At Cautio, we are building secure, scalable, and reliable cloud-native solutions that empower businesses to grow confidently. As a Bangalore-based startup, we thrive on solving complex challenges, moving fast, and working collaboratively.

We are looking for a DevOps / Site Reliability Engineer (SRE) who can take ownership of our cloud infrastructure and bring expertise in building highly reliable systems following SRE best practices.

Key Responsibilities :

- Design, build, and maintain Infrastructure as Code (IaC) using Terraform for consistent and scalable environments.

- Develop, monitor, and improve AWS-based infrastructure including API Gateway, ECS, EC2, S3, RDS, and Event

Bridge.

- Create and manage robust CI/CD pipelines for seamless application deployment and rollbacks.

- Implement and manage containerized workloads with Docker and orchestrate them using Kubernetes (basic to intermediate level).

- Apply SRE best practices : Define and measure SLIs, SLOs, and error budgets; set up monitoring, logging, and

alerting; drive incident response and postmortems; automate operational tasks.

- Work with development teams to enable high availability, scalability, and security for applications.

- Apply strong Linux administration and networking knowledge to troubleshoot and optimize systems.

- Continuously analyze system performance and recommend improvements to ensure optimal performance and cost efficiency.

Required Skills & Experience :

- 2-4 years of hands-on experience in DevOps and cloud infrastructure roles.

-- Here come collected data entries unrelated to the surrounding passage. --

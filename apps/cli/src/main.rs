//! Command-line driver for the photoloom upload core.

mod config;

use std::path::{Path, PathBuf};
use std::sync::Arc;
use std::time::Duration;

use anyhow::{Context, Result, bail};
use clap::{Parser, Subcommand};
use futures_util::{StreamExt, TryStreamExt};
use photoloom_notify::{NotificationTransport, WebhookTransport};
use photoloom_protocol::{ProgressSnapshot, ProgressStatus};
use photoloom_transfer::{
    ChunkReader, ChunkSubmission, InitUpload, UploadService, UploadTarget,
    calculate_file_checksum,
};
use photoloom_workers::WorkerPools;
use sha2::{Digest, Sha256};
use tokio_util::sync::CancellationToken;
use tracing::{info, warn};
use tracing_subscriber::EnvFilter;
use uuid::Uuid;

use config::CliConfig;

#[derive(Parser)]
#[command(name = "photoloom")]
#[command(about = "Chunked photo upload and assembly")]
#[command(version)]
struct Cli {
    /// Config file path (default: ~/.config/photoloom/config.json)
    #[arg(long, global = true, env = "PHOTOLOOM_CONFIG")]
    config: Option<PathBuf>,

    #[command(subcommand)]
    command: Commands,
}

#[derive(Subcommand)]
enum Commands {
    /// Upload a file in chunks and assemble it into the configured storage
    Upload {
        file: PathBuf,
        /// Owner to upload as (random if omitted)
        #[arg(long)]
        owner: Option<Uuid>,
        /// Chunk size in bytes (overrides config)
        #[arg(long)]
        chunk_size: Option<u64>,
        /// Chunks in flight at once
        #[arg(long, default_value_t = 4)]
        parallel: usize,
    },
    /// Issue a pre-signed URL for an object key
    Presign {
        key: String,
        /// URL lifetime in seconds (default from config)
        #[arg(long)]
        ttl: Option<u64>,
        /// Issue a download URL instead of an upload URL
        #[arg(long, default_value_t = false)]
        download: bool,
    },
    /// Print the effective configuration
    Config,
}

#[tokio::main]
async fn main() -> Result<()> {
    tracing_subscriber::fmt()
        .with_env_filter(
            EnvFilter::try_from_default_env()
                .unwrap_or_else(|_| EnvFilter::new("info,photoloom=debug")),
        )
        .init();

    let cli = Cli::parse();
    let config = CliConfig::load(cli.config.as_deref())?;

    match cli.command {
        Commands::Upload {
            file,
            owner,
            chunk_size,
            parallel,
        } => {
            let shutdown = CancellationToken::new();
            let service = build_service(&config, shutdown.clone()).await?;
            let owner = owner.unwrap_or_else(Uuid::new_v4);
            let _eviction = service.spawn_progress_eviction();

            let result = tokio::select! {
                r = upload(&service, owner, &file, chunk_size, parallel) => r,
                _ = tokio::signal::ctrl_c() => {
                    warn!("interrupted, shutting down");
                    Err(anyhow::anyhow!("upload interrupted"))
                }
            };
            if !service.shutdown().await {
                warn!("some background work did not finish before shutdown");
            }
            result
        }
        Commands::Presign { key, ttl, download } => {
            let storage = photoloom_storage::from_config(&config.storage)
                .await
                .context("building storage backend")?;
            let ttl = Duration::from_secs(ttl.unwrap_or(config.upload.presign_ttl_secs));
            let url = if download {
                storage.presigned_download_url(&key, ttl).await?
            } else {
                storage.presigned_upload_url(&key, ttl).await?
            };
            println!("{url}");
            Ok(())
        }
        Commands::Config => {
            println!("{}", serde_json::to_string_pretty(&config)?);
            Ok(())
        }
    }
}

async fn build_service(config: &CliConfig, shutdown: CancellationToken) -> Result<UploadService> {
    let storage = photoloom_storage::from_config(&config.storage)
        .await
        .context("building storage backend")?;
    let mut builder = UploadService::builder()
        .config(config.upload.clone())
        .storage(storage)
        .pools(WorkerPools::new(&config.pools))
        .shutdown_token(shutdown);

    if let Some(webhook) =
        WebhookTransport::from_config(&config.webhook).context("building webhook transport")?
    {
        builder = builder.transport(Arc::new(webhook) as Arc<dyn NotificationTransport>);
    }
    Ok(builder.build())
}

async fn upload(
    service: &UploadService,
    owner: Uuid,
    file: &Path,
    chunk_size: Option<u64>,
    parallel: usize,
) -> Result<()> {
    let file_name = file
        .file_name()
        .and_then(|n| n.to_str())
        .context("file has no usable name")?
        .to_string();
    let chunk_size = chunk_size.unwrap_or(service.config().chunk_size);
    let reader = ChunkReader::new(file, usize::try_from(chunk_size)?)?;

    let target = service
        .initialize_upload(
            owner,
            InitUpload {
                file_name,
                content_type: guess_content_type(file).into(),
                total_bytes: reader.file_size(),
                chunk_size: Some(chunk_size),
            },
        )
        .await?;
    info!(target_id = %target.id, chunks = target.total_chunks, "upload started");

    service.tracker().on_progress(Box::new(|snapshot: &ProgressSnapshot| {
        if snapshot.status == ProgressStatus::Uploading {
            info!(
                chunks = snapshot.uploaded_chunks,
                total = snapshot.total_chunks,
                "{:.1}%",
                snapshot.percentage
            );
        }
    }));

    let (target_id, total_chunks) = (target.id, target.total_chunks);
    futures_util::stream::iter(reader)
        .map(|chunk| async move {
            let chunk = chunk?;
            service
                .submit_chunk(
                    owner,
                    ChunkSubmission {
                        target_id,
                        index: chunk.index,
                        total_chunks,
                        data: chunk.data,
                        checksum: Some(chunk.checksum),
                    },
                )
                .await
        })
        .buffer_unordered(parallel.max(1))
        .try_collect::<Vec<_>>()
        .await?;

    service.flush().await;

    let snapshot = service.progress(target.id)?;
    println!("{}", serde_json::to_string_pretty(&snapshot)?);
    match snapshot.status {
        ProgressStatus::Completed => verify(service, &target, file).await,
        status => bail!(
            "upload ended {status:?}: {}",
            snapshot.error.as_deref().unwrap_or("no error reported")
        ),
    }
}

/// Re-reads the assembled object and compares its digest with the source.
async fn verify(service: &UploadService, target: &UploadTarget, file: &Path) -> Result<()> {
    let expected = calculate_file_checksum(file)?;
    let mut stream = service.storage().retrieve(&target.object_key()).await?;
    let mut hasher = Sha256::new();
    while let Some(bytes) = stream.next().await {
        hasher.update(&bytes?);
    }
    let actual = hex::encode(hasher.finalize());
    if actual != expected {
        bail!("assembled object digest {actual} does not match source {expected}");
    }
    info!(key = %target.object_key(), sha256 = %actual, "assembled object verified");
    Ok(())
}

fn guess_content_type(path: &Path) -> &'static str {
    let ext = path
        .extension()
        .and_then(|e| e.to_str())
        .map(str::to_ascii_lowercase);
    match ext.as_deref() {
        Some("jpg" | "jpeg") => "image/jpeg",
        Some("png") => "image/png",
        Some("gif") => "image/gif",
        Some("webp") => "image/webp",
        Some("heic") => "image/heic",
        Some("tif" | "tiff") => "image/tiff",
        _ => "application/octet-stream",
    }
}
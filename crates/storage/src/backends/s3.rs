//! S3-compatible storage backend using the AWS SDK.

use std::time::Duration;

use aws_config::BehaviorVersion;
use aws_sdk_s3::Client;
use aws_sdk_s3::presigning::PresigningConfig;
use aws_sdk_s3::primitives::ByteStream as S3ByteStream;
use futures_util::StreamExt;
use tokio_util::io::ReaderStream;
use tracing::{debug, info};

use crate::config::S3Settings;
use crate::error::{StorageError, StorageResult};
use crate::traits::{ByteStream, ObjectBody, StorageBackend, StorageFuture};

fn map_s3_operation_error<E>(err: aws_sdk_s3::error::SdkError<E>) -> StorageError
where
    E: std::error::Error + Send + Sync + 'static,
{
    StorageError::S3(Box::new(err))
}

/// Maps a 404 response to [`StorageError::NotFound`].
fn map_sdk_error<E>(err: aws_sdk_s3::error::SdkError<E>, key: &str) -> StorageError
where
    E: std::error::Error + Send + Sync + 'static,
{
    if is_not_found(&err) {
        return StorageError::NotFound(key.to_string());
    }
    map_s3_operation_error(err)
}

fn is_not_found<E>(err: &aws_sdk_s3::error::SdkError<E>) -> bool {
    matches!(
        err,
        aws_sdk_s3::error::SdkError::ServiceError(service_err)
            if service_err.raw().status().as_u16() == 404
    )
}

/// S3-compatible object store.
pub struct S3Backend {
    client: Client,
    bucket: String,
    prefix: Option<String>,
}

impl std::fmt::Debug for S3Backend {
    fn fmt(&self, f: &mut std::fmt::Formatter<'_>) -> std::fmt::Result {
        f.debug_struct("S3Backend")
            .field("bucket", &self.bucket)
            .field("prefix", &self.prefix)
            .finish_non_exhaustive()
    }
}

impl S3Backend {
    /// Builds a client from `settings`.
    ///
    /// Explicit credentials take precedence; otherwise the ambient AWS
    /// credential chain is used.
    pub async fn new(settings: &S3Settings) -> StorageResult<Self> {
        settings.validate()?;

        let region = settings
            .region
            .clone()
            .unwrap_or_else(|| "us-east-1".to_string());
        let mut builder = aws_sdk_s3::config::Builder::new()
            .behavior_version(BehaviorVersion::latest())
            .region(aws_config::Region::new(region.clone()));

        if let (Some(key_id), Some(secret)) =
            (&settings.access_key_id, &settings.secret_access_key)
        {
            let credentials = aws_sdk_s3::config::Credentials::new(
                key_id.clone(),
                secret.clone(),
                None,
                None,
                "photoloom-config",
            );
            builder = builder.credentials_provider(credentials);
        } else {
            let shared = aws_config::defaults(BehaviorVersion::latest())
                .region(aws_config::Region::new(region.clone()))
                .load()
                .await;
            builder.set_credentials_provider(shared.credentials_provider());
        }

        if let Some(endpoint) = &settings.endpoint {
            let lower = endpoint.to_ascii_lowercase();
            let endpoint = if lower.starts_with("http://") || lower.starts_with("https://") {
                endpoint.clone()
            } else {
                format!("http://{endpoint}")
            };
            builder = builder.endpoint_url(endpoint);
        }

        if settings.force_path_style {
            builder = builder.force_path_style(true);
        }

        let prefix = settings
            .prefix
            .as_ref()
            .map(|p| p.trim_matches('/').to_string())
            .filter(|p| !p.is_empty());

        info!(bucket = %settings.bucket, %region, prefix = ?prefix, "S3 storage configured");

        Ok(Self {
            client: Client::from_conf(builder.build()),
            bucket: settings.bucket.clone(),
            prefix,
        })
    }

    /// Object key after applying the configured prefix.
    fn full_key(&self, key: &str) -> String {
        match &self.prefix {
            Some(prefix) => format!("{prefix}/{key}"),
            None => key.to_string(),
        }
    }
}

impl StorageBackend for S3Backend {
    fn store<'a>(
        &'a self,
        key: &'a str,
        body: ObjectBody,
        content_type: &'a str,
        length: u64,
    ) -> StorageFuture<'a, String> {
        Box::pin(async move {
            let full_key = self.full_key(key);
            let stream = match body {
                ObjectBody::Bytes(data) => S3ByteStream::from(data),
                ObjectBody::File(path) => S3ByteStream::from_path(&path)
                    .await
                    .map_err(|e| StorageError::S3(Box::new(e)))?,
            };

            let mut request = self
                .client
                .put_object()
                .bucket(&self.bucket)
                .key(&full_key)
                .content_length(length as i64)
                .body(stream);
            if !content_type.is_empty() {
                request = request.content_type(content_type);
            }
            request.send().await.map_err(map_s3_operation_error)?;

            debug!(key = %full_key, length, "stored object in S3");
            Ok(format!("s3://{}/{}", self.bucket, full_key))
        })
    }

    fn retrieve<'a>(&'a self, key: &'a str) -> StorageFuture<'a, ByteStream> {
        Box::pin(async move {
            let output = self
                .client
                .get_object()
                .bucket(&self.bucket)
                .key(self.full_key(key))
                .send()
                .await
                .map_err(|e| map_sdk_error(e, key))?;

            let stream = ReaderStream::new(output.body.into_async_read())
                .map(|chunk| chunk.map_err(StorageError::Io));
            Ok(Box::pin(stream) as ByteStream)
        })
    }

    fn delete<'a>(&'a self, key: &'a str) -> StorageFuture<'a, ()> {
        Box::pin(async move {
            match self
                .client
                .delete_object()
                .bucket(&self.bucket)
                .key(self.full_key(key))
                .send()
                .await
            {
                Ok(_) => Ok(()),
                Err(e) if is_not_found(&e) => Ok(()),
                Err(e) => Err(map_s3_operation_error(e)),
            }
        })
    }

    fn exists<'a>(&'a self, key: &'a str) -> StorageFuture<'a, bool> {
        Box::pin(async move {
            match self
                .client
                .head_object()
                .bucket(&self.bucket)
                .key(self.full_key(key))
                .send()
                .await
            {
                Ok(_) => Ok(true),
                Err(e) if is_not_found(&e) => Ok(false),
                Err(e) => Err(map_s3_operation_error(e)),
            }
        })
    }

    fn presigned_upload_url<'a>(&'a self, key: &'a str, ttl: Duration) -> StorageFuture<'a, String> {
        Box::pin(async move {
            let config = PresigningConfig::expires_in(ttl)
                .map_err(|e| StorageError::Config(format!("invalid presign TTL: {e}")))?;
            let request = self
                .client
                .put_object()
                .bucket(&self.bucket)
                .key(self.full_key(key))
                .presigned(config)
                .await
                .map_err(map_s3_operation_error)?;
            Ok(request.uri().to_string())
        })
    }

    fn presigned_download_url<'a>(
        &'a self,
        key: &'a str,
        ttl: Duration,
    ) -> StorageFuture<'a, String> {
        Box::pin(async move {
            let config = PresigningConfig::expires_in(ttl)
                .map_err(|e| StorageError::Config(format!("invalid presign TTL: {e}")))?;
            let request = self
                .client
                .get_object()
                .bucket(&self.bucket)
                .key(self.full_key(key))
                .presigned(config)
                .await
                .map_err(map_s3_operation_error)?;
            Ok(request.uri().to_string())
        })
    }

    fn backend_name(&self) -> &'static str {
        "s3"
    }
}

- Proficiency in Terraform for infrastructure provisioning.

- Strong expertise with AWS services (API Gateway, ECS, EC2, S3, RDS, EventBridge).

- Experience implementing and maintaining CI/CD pipelines (Jenkins, GitHub Actions, GitLab CI/CD, etc.).

- Good understanding of Linux systems and networking fundamentals (TCP/IP, DNS, VPNs).

- Hands-on with Docker and Kubernetes (basic/intermediate level) for container orchestration.

- Practical knowledge of SRE principles : SLIs/SLOs, error budgets, reliability engineering, incident management.

- Excellent debugging, troubleshooting, and problem-solving skills.

- Self-starter with the ability to take ownership and work in a dynamic, fast-paced environment.

- Mandatory : Must be willing to work onsite at our Bangalore office.

Nice-to-Have (Good to Bring, Not Mandatory) :

- Experience with observability tools (Prometheus, Grafana, Datadog, ELK).

- Knowledge of DevSecOps practices for integrating security into CI/CD and infrastructure.

- Scripting experience in Python or Shell for automation.

- Exposure to designing high availability and disaster recovery strategies.

This is a hands-on role where youll have the opportunity to directly influence how infrastructure and reliability are built for scale in a startup environment.